[Source data]

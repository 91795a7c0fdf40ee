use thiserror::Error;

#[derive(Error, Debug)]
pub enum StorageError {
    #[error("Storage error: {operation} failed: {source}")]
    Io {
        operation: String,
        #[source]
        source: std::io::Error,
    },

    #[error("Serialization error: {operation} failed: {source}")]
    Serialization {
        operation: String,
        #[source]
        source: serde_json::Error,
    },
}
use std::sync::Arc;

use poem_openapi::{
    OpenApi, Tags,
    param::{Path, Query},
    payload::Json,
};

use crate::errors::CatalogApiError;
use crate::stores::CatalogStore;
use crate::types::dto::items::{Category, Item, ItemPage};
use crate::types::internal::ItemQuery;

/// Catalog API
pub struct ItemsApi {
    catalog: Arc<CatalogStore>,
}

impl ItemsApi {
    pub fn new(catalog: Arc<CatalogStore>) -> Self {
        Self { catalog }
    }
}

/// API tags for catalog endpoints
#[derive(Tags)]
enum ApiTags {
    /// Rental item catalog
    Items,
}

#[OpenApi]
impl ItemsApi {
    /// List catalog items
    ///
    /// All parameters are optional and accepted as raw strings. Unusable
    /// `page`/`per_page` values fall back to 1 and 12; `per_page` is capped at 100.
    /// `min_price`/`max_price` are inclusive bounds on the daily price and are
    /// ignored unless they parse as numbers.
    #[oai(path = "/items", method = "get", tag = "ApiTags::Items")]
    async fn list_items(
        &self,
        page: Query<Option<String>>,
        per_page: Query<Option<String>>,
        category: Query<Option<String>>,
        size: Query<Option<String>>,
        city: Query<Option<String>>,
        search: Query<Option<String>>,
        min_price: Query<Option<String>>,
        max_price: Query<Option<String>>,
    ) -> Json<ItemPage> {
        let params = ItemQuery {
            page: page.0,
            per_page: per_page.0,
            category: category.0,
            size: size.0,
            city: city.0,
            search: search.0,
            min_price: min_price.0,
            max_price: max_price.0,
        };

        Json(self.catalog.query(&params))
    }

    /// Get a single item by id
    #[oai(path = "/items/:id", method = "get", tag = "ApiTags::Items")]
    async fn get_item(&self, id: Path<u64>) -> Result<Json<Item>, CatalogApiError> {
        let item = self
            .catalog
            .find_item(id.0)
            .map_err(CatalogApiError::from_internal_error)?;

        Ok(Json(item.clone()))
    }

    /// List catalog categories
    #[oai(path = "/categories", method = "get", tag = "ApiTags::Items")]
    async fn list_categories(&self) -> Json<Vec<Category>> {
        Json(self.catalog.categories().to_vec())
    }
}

[/Source data]
[Source data]

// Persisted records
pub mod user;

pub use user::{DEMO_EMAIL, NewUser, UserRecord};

[/Source data]

— What is needed —
Taking the material above, extract exactly and only the lines from the line with "pub enum StorageError" to the line with "price and are", inclusive of both.

— Written answer —
pub enum StorageError {
    #[error("Storage error: {operation} failed: {source}")]
    Io {
        operation: String,
        #[source]
        source: std::io::Error,
    },

    #[error("Serialization error: {operation} failed: {source}")]
    Serialization {
        operation: String,
        #[source]
        source: serde_json::Error,
    },
}
use std::sync::Arc;

use poem_openapi::{
    OpenApi, Tags,
    param::{Path, Query},
    payload::Json,
};

use crate::errors::CatalogApiError;
use crate::stores::CatalogStore;
use crate::types::dto::items::{Category, Item, ItemPage};
use crate::types::internal::ItemQuery;

/// Catalog API
pub struct ItemsApi {
    catalog: Arc<CatalogStore>,
}

impl ItemsApi {
    pub fn new(catalog: Arc<CatalogStore>) -> Self {
        Self { catalog }
    }
}

/// API tags for catalog endpoints
#[derive(Tags)]
enum ApiTags {
    /// Rental item catalog
    Items,
}

#[OpenApi]
impl ItemsApi {
    /// List catalog items
    ///
    /// All parameters are optional and accepted as raw strings. Unusable
    /// `page`/`per_page` values fall back to 1 and 12; `per_page` is capped at 100.
    /// `min_price`/`max_price` are inclusive bounds on the daily price and are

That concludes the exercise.